__Problem statement__
Within the records below is a range that opens at the line with "impl TestStore for" and closes at the line with "self.choices.insert(choice.id, choice.clone());". Return that range word for word, both ends included, and only that range.

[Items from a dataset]
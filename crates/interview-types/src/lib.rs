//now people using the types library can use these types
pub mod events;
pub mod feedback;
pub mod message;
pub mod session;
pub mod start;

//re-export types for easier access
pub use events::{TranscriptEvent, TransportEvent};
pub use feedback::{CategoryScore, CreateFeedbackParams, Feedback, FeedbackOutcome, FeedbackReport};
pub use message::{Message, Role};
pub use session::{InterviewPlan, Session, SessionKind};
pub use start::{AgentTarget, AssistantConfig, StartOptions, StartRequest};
--
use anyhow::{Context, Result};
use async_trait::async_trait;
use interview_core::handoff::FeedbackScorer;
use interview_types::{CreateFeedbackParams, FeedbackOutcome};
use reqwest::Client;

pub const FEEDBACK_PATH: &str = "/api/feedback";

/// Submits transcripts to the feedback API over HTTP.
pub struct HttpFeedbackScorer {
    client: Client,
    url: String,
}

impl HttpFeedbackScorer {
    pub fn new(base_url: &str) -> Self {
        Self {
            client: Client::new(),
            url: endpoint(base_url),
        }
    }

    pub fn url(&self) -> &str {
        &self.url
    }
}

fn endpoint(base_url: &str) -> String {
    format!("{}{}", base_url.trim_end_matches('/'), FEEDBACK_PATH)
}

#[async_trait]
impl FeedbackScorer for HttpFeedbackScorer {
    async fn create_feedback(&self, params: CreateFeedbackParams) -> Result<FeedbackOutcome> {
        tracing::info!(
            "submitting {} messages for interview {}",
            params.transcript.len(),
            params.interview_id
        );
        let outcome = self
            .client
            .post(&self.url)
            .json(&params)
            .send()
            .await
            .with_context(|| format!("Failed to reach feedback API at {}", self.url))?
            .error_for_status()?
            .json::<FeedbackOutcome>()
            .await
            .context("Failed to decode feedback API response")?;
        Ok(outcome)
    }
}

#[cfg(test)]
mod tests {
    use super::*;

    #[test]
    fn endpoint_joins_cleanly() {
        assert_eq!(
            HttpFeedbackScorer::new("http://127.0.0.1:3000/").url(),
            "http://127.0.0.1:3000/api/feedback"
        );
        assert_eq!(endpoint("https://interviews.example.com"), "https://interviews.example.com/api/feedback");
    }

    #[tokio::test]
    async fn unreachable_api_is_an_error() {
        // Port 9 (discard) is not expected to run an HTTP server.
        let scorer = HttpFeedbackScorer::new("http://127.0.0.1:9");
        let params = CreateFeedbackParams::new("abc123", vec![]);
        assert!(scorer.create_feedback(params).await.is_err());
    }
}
--
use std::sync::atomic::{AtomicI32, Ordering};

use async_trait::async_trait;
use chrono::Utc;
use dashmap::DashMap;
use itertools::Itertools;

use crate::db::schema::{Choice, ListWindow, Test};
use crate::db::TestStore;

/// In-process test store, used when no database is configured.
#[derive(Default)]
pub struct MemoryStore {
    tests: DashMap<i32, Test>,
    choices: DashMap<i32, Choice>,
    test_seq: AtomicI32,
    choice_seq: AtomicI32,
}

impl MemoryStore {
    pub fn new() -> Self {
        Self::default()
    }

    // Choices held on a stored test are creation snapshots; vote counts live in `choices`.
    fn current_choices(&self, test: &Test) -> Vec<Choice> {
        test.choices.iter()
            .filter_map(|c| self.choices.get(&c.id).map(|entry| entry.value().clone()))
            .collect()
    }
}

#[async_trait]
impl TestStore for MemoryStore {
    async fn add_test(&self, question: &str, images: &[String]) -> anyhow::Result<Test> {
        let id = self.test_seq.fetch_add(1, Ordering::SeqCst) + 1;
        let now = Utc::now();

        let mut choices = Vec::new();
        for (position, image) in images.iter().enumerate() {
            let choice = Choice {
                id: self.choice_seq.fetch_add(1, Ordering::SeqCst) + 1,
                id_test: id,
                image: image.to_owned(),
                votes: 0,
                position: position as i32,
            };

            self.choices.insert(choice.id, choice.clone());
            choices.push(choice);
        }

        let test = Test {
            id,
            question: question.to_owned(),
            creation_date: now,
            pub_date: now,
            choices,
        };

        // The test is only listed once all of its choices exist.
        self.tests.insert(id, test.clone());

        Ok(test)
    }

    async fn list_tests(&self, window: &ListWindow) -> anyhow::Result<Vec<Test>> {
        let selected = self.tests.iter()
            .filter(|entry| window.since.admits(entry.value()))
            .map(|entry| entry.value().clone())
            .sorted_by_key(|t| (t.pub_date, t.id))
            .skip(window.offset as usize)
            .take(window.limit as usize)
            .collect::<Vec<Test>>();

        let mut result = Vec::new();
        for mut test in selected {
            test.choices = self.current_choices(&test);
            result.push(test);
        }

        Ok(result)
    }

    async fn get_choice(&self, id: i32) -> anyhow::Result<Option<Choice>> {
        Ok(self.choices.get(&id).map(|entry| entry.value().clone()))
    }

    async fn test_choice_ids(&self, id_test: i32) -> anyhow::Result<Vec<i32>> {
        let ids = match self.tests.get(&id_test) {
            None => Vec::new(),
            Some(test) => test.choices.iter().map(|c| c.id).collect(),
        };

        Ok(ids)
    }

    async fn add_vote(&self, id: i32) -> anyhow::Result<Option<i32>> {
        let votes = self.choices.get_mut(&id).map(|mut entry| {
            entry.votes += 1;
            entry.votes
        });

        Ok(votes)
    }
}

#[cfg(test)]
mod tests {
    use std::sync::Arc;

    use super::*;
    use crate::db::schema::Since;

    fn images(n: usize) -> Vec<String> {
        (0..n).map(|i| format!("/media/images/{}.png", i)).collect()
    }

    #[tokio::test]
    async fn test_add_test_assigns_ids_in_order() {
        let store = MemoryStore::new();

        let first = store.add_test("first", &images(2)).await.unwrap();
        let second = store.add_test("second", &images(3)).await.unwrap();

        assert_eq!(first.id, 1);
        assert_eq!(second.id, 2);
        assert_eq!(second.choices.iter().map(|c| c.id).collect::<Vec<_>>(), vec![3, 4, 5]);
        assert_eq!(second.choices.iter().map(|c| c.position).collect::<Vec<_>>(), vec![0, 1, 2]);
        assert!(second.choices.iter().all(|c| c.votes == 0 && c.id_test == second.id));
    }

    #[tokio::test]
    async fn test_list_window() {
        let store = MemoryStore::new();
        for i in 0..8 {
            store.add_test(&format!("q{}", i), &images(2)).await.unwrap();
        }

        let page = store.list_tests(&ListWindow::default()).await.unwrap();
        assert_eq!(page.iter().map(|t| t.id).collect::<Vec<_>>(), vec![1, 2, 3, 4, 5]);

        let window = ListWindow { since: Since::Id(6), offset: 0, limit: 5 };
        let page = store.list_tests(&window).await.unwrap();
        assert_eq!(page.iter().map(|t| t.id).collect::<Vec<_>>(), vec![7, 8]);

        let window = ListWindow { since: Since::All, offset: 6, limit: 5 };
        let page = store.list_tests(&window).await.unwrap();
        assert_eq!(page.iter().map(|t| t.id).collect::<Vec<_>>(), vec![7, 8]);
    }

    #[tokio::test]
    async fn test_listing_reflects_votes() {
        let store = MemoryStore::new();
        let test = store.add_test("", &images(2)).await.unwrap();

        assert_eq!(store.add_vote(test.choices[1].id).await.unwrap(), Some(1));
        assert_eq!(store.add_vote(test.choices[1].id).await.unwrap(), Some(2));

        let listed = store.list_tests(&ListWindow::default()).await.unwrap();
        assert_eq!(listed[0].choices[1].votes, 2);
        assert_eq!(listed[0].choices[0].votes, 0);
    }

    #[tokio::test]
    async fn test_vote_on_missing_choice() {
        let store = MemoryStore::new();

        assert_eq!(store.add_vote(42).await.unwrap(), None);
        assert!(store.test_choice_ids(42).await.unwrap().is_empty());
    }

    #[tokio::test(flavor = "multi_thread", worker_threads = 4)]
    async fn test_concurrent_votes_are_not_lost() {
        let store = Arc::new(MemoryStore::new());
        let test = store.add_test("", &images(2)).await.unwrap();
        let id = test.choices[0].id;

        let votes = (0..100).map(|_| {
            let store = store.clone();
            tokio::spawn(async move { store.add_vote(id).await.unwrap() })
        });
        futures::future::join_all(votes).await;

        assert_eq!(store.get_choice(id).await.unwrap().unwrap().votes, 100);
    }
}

__Answer to this problem__
impl TestStore for MemoryStore {
    async fn add_test(&self, question: &str, images: &[String]) -> anyhow::Result<Test> {
        let id = self.test_seq.fetch_add(1, Ordering::SeqCst) + 1;
        let now = Utc::now();

        let mut choices = Vec::new();
        for (position, image) in images.iter().enumerate() {
            let choice = Choice {
                id: self.choice_seq.fetch_add(1, Ordering::SeqCst) + 1,
                id_test: id,
                image: image.to_owned(),
                votes: 0,
                position: position as i32,
            };

            self.choices.insert(choice.id, choice.clone());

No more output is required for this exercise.